The Mudcat Café TM
Thread #128711   Message #2885648
Posted By: Bob the Postman
13-Apr-10 - 12:03 PM
Thread Name: Review: Summer wages -- sad? (Ian & Sylvia song)
Subject: RE: Review: Summer wages -- sad?
I can understand how, from Dave's modern UK perspective, Summer Wages might seem to be a generic country hurtin' song. But M. Ted has it right--to someone like me the song is completely imbued with sub-text pertaining to a certain time and place--British Columbia circa 1960. This is the other side of the coin Foolestroupe alluded to above--if a lyric is sufficiently vague you can read into it your own profundities. Jobs, bars, hookers, trees, heartaches--sure, they got 'em everywhere.

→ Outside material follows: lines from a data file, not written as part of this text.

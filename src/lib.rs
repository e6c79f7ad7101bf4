pub mod config;
pub mod gateway;
pub mod handlers;
pub mod models;
pub mod routes;
pub mod services;
pub mod store;
pub mod utils;
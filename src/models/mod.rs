pub mod event;
pub mod order;
pub mod payout;
pub mod voucher;
pub mod wallet;

pub use event::{Event, TicketType};
pub use order::{Order, OrderStatus, Payment, PaymentStatus};
pub use payout::{PayoutRequest, PayoutStatus};
pub use voucher::{Voucher, VoucherStatus, VoucherUsage};
pub use wallet::{
    HostWallet, WalletTransaction, WalletTransactionStatus, WalletTransactionType,
};
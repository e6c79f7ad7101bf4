//! Payout state machine: PENDING -> SUCCESS | FAILURE, composing the wallet
//! ledger with the external payout call as a saga. The deduction commits with
//! the PayoutRequest; the external call runs outside that transaction; a
//! failed call triggers one explicit compensating transaction (refund +
//! FAILURE) instead of any implicit rollback.

use std::sync::Arc;

use chrono::Utc;
use rust_decimal::Decimal;
use tracing::{error, info, warn};
use uuid::Uuid;

use crate::gateway::signature;
use crate::gateway::types::{PayoutOrderRequest, PayoutWebhook};
use crate::gateway::PayoutClient;
use crate::models::PayoutRequest;
use crate::services::next_order_code;
use crate::store::{CoreStore, PayoutOutcome};
use crate::utils::error::AppError;

#[derive(Clone)]
pub struct PayoutService {
    store: Arc<dyn CoreStore>,
    client: Arc<dyn PayoutClient>,
    checksum_key: String,
}

impl PayoutService {
    pub fn new(
        store: Arc<dyn CoreStore>,
        client: Arc<dyn PayoutClient>,
        checksum_key: String,
    ) -> Self {
        Self {
            store,
            client,
            checksum_key,
        }
    }

    pub async fn request_payout(
        &self,
        host_id: Uuid,
        amount: Decimal,
    ) -> Result<PayoutRequest, AppError> {
        if amount <= Decimal::ZERO {
            return Err(AppError::ValidationError(
                "Payout amount must be positive".to_string(),
            ));
        }
        let wallet = self.store.get_or_create_wallet(host_id).await?;
        if !wallet.has_bank_details() {
            return Err(AppError::ValidationError(
                "Wallet has no bank details configured".to_string(),
            ));
        }

        let now = Utc::now();
        let order_code = next_order_code(now);
        let description = format!("Payout {order_code}");

        // Deduction + PENDING payout commit together; insufficient funds
        // fails fast with nothing persisted.
        let payout = self
            .store
            .open_payout(host_id, amount, order_code, description.clone(), now)
            .await?;
        info!(host_id = %host_id, order_code, %amount, "Opened payout");

        let mut request = PayoutOrderRequest {
            reference_id: order_code,
            amount,
            to_bin: payout.bank_code.clone(),
            to_account_number: payout.bank_account.clone(),
            description,
            signature: String::new(),
        };
        request.signature = signature::sign(&self.checksum_key, &request.canonical_fields())?;

        match self.client.create_payout(&request).await {
            Ok(()) => self.finalize(order_code, true).await,
            Err(err) => {
                warn!(order_code, error = %err, "Payout call failed, refunding");
                // Compensate first, then report the failure upward.
                self.finalize(order_code, false).await?;
                Err(err)
            }
        }
    }

    /// Verify and apply a payout webhook; terminal requests no-op.
    pub async fn handle_webhook(&self, hook: PayoutWebhook) -> Result<(), AppError> {
        signature::verify(
            &self.checksum_key,
            &hook.data.canonical_fields(),
            &hook.signature,
        )?;
        self.finalize(hook.data.reference_id, hook.data.is_success())
            .await?;
        Ok(())
    }

    async fn finalize(&self, order_code: i64, success: bool) -> Result<PayoutRequest, AppError> {
        match self
            .store
            .finalize_payout(order_code, success, Utc::now())
            .await
        {
            Ok(PayoutOutcome::Applied(payout)) => {
                info!(
                    order_code,
                    status = payout.status.as_str(),
                    "Finalized payout"
                );
                Ok(payout)
            }
            Ok(PayoutOutcome::AlreadyProcessed(payout)) => {
                warn!(
                    order_code,
                    status = payout.status.as_str(),
                    "Payout already finalized, ignoring"
                );
                Ok(payout)
            }
            Err(err) => {
                // Funds stay PENDING for the webhook or operator followup.
                error!(order_code, error = %err, "Failed to finalize payout");
                Err(err)
            }
        }
    }
}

But I know exactly what jobs the narrator might have been working at, I know the view out the bus window as he rolls on to Vancouver, I've lived beside the fog-bound straits, I know the names of the Main Street hotels which housed the beer parlours. I know why the hooker is standing at the door instead of, for instance, sitting at the bar. Women weren't allowed in and there was no bar to sit at or even stand at in a beer parlour. You drank your beer sitting down or they threw you out, and I mean threw, not asked you to leave. These are not generic references to me, they are precise, and Summer Wages is one of the only songs I know which evokes those particularities. However the song is great not because it's specific to a time and place but because, as Don said, it is so well crafted that hearing it is almost like seeing a movie.